> [WHAT YOU HAVE TO DO]: Every line of the entries with the word "ISftpSession" in it should be shown.

> [MATERIALS PROVIDED]:
━━━━━━━━━━━━━━━━━━━━
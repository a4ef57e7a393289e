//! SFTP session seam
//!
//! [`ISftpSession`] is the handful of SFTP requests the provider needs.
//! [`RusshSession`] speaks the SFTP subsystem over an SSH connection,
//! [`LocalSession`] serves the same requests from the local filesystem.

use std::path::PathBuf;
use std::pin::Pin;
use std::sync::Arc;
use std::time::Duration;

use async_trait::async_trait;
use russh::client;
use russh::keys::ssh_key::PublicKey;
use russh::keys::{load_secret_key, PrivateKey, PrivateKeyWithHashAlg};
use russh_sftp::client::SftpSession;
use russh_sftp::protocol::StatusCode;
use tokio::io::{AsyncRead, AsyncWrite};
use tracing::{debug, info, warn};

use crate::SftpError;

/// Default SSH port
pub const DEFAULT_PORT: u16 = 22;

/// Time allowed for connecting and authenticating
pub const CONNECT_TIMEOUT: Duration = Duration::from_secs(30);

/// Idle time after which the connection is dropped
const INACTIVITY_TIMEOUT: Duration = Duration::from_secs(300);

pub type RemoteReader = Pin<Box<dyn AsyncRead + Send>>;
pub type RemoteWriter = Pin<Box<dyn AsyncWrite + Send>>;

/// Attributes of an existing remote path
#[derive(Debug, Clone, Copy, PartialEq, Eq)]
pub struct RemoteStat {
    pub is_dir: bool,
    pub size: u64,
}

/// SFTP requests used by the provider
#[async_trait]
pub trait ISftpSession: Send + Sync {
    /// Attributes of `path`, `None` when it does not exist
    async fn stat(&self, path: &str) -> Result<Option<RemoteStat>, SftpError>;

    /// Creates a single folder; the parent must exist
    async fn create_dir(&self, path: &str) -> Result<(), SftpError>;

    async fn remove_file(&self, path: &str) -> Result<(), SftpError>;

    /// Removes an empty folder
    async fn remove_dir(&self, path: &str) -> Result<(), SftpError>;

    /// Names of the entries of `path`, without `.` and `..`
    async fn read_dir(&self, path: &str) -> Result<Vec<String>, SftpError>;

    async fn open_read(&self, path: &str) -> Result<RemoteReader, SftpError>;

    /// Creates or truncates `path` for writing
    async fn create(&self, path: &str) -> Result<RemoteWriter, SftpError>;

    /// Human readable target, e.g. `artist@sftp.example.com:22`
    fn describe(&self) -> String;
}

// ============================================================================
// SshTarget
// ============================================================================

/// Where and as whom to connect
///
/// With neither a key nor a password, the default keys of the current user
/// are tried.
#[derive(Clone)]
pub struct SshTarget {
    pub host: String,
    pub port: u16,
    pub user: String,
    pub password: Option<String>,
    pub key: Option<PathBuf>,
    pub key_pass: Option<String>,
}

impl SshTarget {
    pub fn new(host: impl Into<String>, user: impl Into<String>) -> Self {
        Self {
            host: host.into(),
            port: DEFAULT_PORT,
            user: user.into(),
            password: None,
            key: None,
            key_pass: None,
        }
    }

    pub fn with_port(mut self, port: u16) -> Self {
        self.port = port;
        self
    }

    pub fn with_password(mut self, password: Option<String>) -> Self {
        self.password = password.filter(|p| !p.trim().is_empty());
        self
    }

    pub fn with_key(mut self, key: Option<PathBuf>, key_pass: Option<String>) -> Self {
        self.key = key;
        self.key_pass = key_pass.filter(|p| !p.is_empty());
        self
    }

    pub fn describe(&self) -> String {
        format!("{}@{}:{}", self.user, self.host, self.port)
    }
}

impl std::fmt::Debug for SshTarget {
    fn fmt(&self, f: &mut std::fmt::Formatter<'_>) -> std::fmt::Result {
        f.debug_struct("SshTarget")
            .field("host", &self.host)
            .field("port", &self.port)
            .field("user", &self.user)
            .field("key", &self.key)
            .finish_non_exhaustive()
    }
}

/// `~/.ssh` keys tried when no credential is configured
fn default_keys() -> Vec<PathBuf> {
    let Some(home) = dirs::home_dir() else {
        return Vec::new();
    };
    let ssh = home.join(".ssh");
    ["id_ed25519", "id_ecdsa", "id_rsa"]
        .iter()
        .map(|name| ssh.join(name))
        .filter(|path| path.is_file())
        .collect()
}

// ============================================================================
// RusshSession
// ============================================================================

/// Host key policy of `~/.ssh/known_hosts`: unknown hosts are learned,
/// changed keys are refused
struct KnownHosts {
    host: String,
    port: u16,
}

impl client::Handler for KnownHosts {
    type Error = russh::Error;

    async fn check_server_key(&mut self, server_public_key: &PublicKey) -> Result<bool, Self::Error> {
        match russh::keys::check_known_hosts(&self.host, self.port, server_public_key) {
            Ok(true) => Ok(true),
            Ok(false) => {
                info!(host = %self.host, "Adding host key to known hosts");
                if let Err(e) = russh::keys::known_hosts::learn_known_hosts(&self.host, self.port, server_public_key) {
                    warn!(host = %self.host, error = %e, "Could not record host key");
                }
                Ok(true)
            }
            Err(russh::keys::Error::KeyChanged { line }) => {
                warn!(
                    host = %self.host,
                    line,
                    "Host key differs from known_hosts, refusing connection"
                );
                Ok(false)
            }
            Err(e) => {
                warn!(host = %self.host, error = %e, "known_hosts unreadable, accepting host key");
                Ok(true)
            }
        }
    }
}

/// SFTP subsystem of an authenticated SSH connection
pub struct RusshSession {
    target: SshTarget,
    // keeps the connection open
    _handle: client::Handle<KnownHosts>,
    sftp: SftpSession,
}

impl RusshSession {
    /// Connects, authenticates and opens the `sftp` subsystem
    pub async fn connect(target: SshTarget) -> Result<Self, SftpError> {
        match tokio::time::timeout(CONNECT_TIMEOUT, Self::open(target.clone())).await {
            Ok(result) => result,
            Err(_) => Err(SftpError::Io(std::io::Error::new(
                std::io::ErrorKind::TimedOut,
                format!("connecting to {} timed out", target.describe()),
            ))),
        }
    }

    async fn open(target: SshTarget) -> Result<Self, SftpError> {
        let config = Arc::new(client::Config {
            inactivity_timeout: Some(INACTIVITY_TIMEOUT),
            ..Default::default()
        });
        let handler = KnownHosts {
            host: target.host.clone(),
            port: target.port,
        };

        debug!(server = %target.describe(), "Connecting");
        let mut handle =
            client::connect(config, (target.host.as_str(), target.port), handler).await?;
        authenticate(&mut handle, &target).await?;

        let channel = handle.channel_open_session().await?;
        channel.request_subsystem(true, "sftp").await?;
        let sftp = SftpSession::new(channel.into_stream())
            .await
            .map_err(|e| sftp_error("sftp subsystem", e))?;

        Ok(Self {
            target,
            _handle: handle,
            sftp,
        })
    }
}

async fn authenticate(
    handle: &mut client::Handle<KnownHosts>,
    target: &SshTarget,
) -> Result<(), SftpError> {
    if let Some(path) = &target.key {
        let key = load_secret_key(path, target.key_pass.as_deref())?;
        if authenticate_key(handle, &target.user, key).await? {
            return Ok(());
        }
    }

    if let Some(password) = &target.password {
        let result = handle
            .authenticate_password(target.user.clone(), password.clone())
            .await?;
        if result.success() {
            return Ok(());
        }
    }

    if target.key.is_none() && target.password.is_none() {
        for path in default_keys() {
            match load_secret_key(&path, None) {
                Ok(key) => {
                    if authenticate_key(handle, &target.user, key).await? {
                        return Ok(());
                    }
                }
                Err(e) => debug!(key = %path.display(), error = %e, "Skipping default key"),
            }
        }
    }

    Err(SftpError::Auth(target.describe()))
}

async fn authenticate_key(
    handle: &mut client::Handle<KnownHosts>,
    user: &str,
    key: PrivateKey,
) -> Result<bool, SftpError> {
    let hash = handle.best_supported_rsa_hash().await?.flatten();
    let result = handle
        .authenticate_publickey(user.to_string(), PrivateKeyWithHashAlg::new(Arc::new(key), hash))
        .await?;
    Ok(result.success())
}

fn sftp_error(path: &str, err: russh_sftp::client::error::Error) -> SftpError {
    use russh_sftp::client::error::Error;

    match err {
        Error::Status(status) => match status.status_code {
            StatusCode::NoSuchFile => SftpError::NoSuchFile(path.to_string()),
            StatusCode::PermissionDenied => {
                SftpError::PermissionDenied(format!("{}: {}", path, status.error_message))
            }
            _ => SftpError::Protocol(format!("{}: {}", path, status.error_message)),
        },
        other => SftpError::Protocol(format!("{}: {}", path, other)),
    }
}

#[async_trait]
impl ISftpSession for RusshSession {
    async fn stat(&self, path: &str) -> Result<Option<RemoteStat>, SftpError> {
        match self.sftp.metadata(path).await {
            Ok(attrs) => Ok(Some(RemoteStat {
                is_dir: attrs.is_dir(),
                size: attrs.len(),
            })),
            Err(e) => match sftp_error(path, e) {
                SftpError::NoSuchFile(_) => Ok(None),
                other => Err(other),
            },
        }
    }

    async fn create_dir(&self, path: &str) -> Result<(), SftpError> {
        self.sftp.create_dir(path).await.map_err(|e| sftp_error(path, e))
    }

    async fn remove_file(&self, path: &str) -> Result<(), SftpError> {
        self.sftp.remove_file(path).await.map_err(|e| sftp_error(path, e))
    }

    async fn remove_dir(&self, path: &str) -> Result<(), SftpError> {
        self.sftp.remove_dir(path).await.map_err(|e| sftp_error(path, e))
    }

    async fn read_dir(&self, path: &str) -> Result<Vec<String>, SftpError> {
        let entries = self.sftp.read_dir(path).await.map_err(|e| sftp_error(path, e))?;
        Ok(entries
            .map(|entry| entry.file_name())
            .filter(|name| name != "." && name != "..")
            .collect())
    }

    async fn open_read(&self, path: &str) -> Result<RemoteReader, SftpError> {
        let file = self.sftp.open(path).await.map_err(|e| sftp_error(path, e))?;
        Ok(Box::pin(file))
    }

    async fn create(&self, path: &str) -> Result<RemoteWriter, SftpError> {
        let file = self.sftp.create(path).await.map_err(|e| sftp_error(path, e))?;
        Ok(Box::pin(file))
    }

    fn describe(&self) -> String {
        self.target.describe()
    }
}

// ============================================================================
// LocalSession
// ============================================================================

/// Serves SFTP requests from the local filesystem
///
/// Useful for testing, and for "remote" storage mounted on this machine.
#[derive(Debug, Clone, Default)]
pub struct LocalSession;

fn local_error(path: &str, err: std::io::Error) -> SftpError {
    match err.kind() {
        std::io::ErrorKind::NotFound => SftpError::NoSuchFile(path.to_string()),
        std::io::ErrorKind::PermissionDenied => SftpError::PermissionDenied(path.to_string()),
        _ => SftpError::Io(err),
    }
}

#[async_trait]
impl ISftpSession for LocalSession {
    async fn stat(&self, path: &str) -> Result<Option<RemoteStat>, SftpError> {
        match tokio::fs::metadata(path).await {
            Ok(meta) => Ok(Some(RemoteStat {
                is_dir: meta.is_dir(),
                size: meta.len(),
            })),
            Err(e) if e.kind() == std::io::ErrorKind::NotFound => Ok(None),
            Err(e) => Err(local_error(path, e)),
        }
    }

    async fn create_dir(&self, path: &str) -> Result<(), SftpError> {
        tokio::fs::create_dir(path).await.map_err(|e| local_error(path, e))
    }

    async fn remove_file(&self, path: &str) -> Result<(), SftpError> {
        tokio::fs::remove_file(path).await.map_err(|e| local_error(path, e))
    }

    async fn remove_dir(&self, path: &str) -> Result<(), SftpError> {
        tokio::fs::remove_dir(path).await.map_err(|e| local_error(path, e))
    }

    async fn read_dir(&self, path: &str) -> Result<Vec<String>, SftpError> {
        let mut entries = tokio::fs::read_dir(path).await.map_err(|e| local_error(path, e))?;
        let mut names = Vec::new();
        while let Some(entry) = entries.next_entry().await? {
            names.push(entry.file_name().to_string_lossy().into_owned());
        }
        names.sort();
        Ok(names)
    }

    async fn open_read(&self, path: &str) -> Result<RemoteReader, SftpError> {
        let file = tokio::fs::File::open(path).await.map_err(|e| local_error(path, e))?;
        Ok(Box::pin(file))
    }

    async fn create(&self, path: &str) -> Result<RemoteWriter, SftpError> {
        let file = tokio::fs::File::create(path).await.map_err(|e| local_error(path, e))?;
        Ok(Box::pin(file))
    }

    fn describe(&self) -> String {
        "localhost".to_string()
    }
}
━━━━━━━━━━━━━━━━━━━━
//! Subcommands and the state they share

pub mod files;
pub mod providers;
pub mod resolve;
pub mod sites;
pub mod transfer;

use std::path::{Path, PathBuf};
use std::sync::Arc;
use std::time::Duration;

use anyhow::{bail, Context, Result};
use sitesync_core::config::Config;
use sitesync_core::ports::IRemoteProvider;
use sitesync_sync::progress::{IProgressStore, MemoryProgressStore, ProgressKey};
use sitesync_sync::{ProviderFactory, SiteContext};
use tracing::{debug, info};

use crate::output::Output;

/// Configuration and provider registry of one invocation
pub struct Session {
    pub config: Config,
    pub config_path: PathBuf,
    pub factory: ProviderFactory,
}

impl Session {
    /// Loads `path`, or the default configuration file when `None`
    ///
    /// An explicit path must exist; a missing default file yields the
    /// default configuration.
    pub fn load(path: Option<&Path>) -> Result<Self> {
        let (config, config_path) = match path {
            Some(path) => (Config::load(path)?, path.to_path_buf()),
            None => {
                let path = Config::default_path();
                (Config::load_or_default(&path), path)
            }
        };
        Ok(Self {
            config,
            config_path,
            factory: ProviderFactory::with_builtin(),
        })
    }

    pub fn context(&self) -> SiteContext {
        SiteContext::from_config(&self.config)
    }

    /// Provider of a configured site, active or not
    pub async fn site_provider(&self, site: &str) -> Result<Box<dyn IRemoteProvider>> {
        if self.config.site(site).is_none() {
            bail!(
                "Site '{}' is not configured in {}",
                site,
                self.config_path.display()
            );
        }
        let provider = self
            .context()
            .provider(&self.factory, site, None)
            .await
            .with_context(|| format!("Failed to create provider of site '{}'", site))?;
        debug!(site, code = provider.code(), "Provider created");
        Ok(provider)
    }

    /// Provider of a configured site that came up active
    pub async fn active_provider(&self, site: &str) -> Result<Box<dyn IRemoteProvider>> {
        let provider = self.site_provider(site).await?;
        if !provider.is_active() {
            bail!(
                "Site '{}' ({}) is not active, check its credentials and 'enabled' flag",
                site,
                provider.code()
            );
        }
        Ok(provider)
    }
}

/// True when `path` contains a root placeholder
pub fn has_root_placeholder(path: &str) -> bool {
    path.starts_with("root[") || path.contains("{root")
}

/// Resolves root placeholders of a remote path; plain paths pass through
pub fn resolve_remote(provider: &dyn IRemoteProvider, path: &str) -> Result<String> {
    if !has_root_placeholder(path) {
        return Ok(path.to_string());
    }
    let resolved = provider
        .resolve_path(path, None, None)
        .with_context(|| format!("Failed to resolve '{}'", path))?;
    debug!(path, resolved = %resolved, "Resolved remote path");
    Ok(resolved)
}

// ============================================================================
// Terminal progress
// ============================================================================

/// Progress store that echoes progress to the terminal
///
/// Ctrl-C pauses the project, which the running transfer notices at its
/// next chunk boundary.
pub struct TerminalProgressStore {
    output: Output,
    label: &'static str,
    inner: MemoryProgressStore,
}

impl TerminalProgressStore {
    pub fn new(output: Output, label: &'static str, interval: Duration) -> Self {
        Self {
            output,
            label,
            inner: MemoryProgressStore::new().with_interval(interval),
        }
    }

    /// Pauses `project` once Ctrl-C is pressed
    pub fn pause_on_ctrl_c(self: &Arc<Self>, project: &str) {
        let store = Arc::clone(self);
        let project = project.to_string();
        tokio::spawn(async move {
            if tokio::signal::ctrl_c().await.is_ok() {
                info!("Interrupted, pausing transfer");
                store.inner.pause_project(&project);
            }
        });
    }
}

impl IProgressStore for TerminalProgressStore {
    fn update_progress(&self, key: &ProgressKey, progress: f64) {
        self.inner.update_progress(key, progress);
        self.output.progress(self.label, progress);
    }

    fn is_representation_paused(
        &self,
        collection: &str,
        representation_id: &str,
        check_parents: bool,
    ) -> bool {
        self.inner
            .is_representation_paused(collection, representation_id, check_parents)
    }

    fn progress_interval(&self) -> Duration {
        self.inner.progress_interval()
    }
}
━━━━━━━━━━━━━━━━━━━━
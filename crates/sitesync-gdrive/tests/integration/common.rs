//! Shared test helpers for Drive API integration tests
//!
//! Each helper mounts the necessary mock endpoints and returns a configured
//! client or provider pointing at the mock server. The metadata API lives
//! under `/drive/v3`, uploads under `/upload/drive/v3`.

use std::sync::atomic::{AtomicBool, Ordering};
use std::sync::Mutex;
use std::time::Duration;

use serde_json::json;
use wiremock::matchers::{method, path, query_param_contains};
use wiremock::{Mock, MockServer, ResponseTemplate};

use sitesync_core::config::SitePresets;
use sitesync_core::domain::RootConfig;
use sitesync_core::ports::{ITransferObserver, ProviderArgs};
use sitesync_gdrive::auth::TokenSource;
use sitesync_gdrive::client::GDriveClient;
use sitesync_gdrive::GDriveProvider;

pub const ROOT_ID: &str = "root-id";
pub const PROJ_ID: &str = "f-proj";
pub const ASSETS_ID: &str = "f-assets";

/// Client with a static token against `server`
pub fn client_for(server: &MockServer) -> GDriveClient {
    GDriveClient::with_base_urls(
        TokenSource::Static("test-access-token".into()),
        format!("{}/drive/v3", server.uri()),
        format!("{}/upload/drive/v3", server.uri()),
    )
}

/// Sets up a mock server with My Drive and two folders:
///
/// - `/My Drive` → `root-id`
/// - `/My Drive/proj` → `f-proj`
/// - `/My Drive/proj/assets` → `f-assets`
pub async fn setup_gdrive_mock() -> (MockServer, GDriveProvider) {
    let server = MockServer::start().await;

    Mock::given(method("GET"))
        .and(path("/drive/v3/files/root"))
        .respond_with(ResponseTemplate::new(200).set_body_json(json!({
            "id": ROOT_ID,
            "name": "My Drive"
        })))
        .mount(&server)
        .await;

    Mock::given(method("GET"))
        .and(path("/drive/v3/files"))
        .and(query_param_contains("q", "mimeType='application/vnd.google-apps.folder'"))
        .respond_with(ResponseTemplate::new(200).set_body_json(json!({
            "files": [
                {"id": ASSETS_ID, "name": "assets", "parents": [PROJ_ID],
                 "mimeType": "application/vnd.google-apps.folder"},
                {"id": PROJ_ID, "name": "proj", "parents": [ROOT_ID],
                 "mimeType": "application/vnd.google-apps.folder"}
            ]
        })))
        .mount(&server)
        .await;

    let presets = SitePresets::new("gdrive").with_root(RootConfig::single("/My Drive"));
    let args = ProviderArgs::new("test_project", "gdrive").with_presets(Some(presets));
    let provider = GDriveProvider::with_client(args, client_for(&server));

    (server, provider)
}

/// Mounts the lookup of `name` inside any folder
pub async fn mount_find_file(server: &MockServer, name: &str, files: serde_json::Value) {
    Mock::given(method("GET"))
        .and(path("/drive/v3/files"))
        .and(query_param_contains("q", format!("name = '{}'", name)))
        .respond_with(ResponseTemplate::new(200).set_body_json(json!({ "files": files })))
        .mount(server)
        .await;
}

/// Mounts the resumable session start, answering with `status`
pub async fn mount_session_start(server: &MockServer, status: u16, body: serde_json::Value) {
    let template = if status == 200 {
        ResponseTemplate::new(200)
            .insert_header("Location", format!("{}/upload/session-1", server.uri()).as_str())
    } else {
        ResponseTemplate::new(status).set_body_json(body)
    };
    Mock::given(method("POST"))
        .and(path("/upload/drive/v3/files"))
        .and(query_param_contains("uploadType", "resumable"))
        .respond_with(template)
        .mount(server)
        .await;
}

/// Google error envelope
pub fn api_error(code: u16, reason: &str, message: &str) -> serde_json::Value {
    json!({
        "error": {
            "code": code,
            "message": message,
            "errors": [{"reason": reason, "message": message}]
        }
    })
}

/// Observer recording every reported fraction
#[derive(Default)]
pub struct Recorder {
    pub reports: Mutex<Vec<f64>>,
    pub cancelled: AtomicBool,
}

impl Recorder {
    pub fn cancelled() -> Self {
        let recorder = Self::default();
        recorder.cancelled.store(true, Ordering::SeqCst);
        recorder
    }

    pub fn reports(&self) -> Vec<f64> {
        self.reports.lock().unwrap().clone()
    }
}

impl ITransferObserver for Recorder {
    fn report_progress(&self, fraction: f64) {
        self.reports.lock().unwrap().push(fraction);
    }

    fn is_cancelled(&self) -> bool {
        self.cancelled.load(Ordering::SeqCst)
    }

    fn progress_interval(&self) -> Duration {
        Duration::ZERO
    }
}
━━━━━━━━━━━━━━━━━━━━
> [FINISHED EXERCISE]:
//! [`ISftpSession`] is the handful of SFTP requests the provider needs.
pub trait ISftpSession: Send + Sync {
impl ISftpSession for RusshSession {
impl ISftpSession for LocalSession {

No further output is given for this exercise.